- BRIEF: Only lines containing "storage" belong in the answer, each copied from the entries below.

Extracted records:
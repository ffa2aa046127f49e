//! Persistent score storage.
//!
//! The engine only ever sees string keys and base-10 integer strings, the
//! way a browser's local storage would hold them. Where the bytes live is
//! up to the implementation.

use std::collections::HashMap;
use std::convert::Infallible;
use tracing::{debug, instrument, warn};

/// Key holding Blue's win count.
pub const BLUE_SCORE_KEY: &str = "blueScore";

/// Key holding Red's win count.
pub const RED_SCORE_KEY: &str = "redScore";

/// String key-value store that outlives a game session.
pub trait ScoreStore {
    /// Error raised by the backing storage.
    type Error: std::error::Error;

    /// Reads the value stored under `key`, if any.
    fn get(&mut self, key: &str) -> Result<Option<String>, Self::Error>;

    /// Stores `value` under `key`, replacing any previous value.
    fn set(&mut self, key: &str, value: &str) -> Result<(), Self::Error>;
}

impl<S: ScoreStore + ?Sized> ScoreStore for &mut S {
    type Error = S::Error;

    fn get(&mut self, key: &str) -> Result<Option<String>, Self::Error> {
        (**self).get(key)
    }

    fn set(&mut self, key: &str, value: &str) -> Result<(), Self::Error> {
        (**self).set(key, value)
    }
}

/// Parses a stored score from its leading decimal digits.
///
/// Leading whitespace and a `+` sign are skipped and anything after the
/// digits is dropped, so `"12abc"` reads as 12 and `"3.7"` as 3. Values
/// with no leading digits (absent, empty, negative, garbage) count as 0.
/// Counts too large for `u32` saturate.
#[instrument]
pub fn parse_score(raw: Option<&str>) -> u32 {
    let Some(raw) = raw else {
        return 0;
    };
    let unsigned = raw.trim_start();
    let unsigned = unsigned.strip_prefix('+').unwrap_or(unsigned);
    let end = unsigned
        .find(|c: char| !c.is_ascii_digit())
        .unwrap_or(unsigned.len());
    let digits = &unsigned[..end];

    if digits.is_empty() {
        warn!(value = %raw, "Stored score has no digits, using 0");
        return 0;
    }
    if end < unsigned.trim_end().len() {
        debug!(value = %raw, "Ignoring trailing characters in stored score");
    }
    digits.parse::<u32>().unwrap_or(u32::MAX)
}

/// Reads a score from the store, defaulting to 0 on any failure.
#[instrument(skip(store))]
pub fn load_score<S: ScoreStore>(store: &mut S, key: &str) -> u32 {
    match store.get(key) {
        Ok(raw) => {
            let score = parse_score(raw.as_deref());
            debug!(key, score, "Score loaded");
            score
        }
        Err(e) => {
            warn!(key, error = %e, "Failed to read score, using 0");
            0
        }
    }
}

/// In-memory store, for tests and sessions that should not persist.
#[derive(Debug, Clone, Default, PartialEq, Eq)]
pub struct MemoryStore {
    entries: HashMap<String, String>,
}

impl MemoryStore {
    /// Creates an empty store.
    pub fn new() -> Self {
        Self::default()
    }

    /// Creates a store pre-filled with the given entries.
    pub fn with_entries<K, V>(entries: impl IntoIterator<Item = (K, V)>) -> Self
    where
        K: Into<String>,
        V: Into<String>,
    {
        Self {
            entries: entries
                .into_iter()
                .map(|(k, v)| (k.into(), v.into()))
                .collect(),
        }
    }

    /// Returns the raw value under `key` without going through the trait.
    pub fn peek(&self, key: &str) -> Option<&str> {
        self.entries.get(key).map(String::as_str)
    }
}

impl ScoreStore for MemoryStore {
    type Error = Infallible;

    fn get(&mut self, key: &str) -> Result<Option<String>, Self::Error> {
        Ok(self.entries.get(key).cloned())
    }

    fn set(&mut self, key: &str, value: &str) -> Result<(), Self::Error> {
        self.entries.insert(key.to_string(), value.to_string());
        Ok(())
    }
}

- RESPONSE AREA:
//! Persistent score storage.
//! way a browser's local storage would hold them. Where the bytes live is
    /// Error raised by the backing storage.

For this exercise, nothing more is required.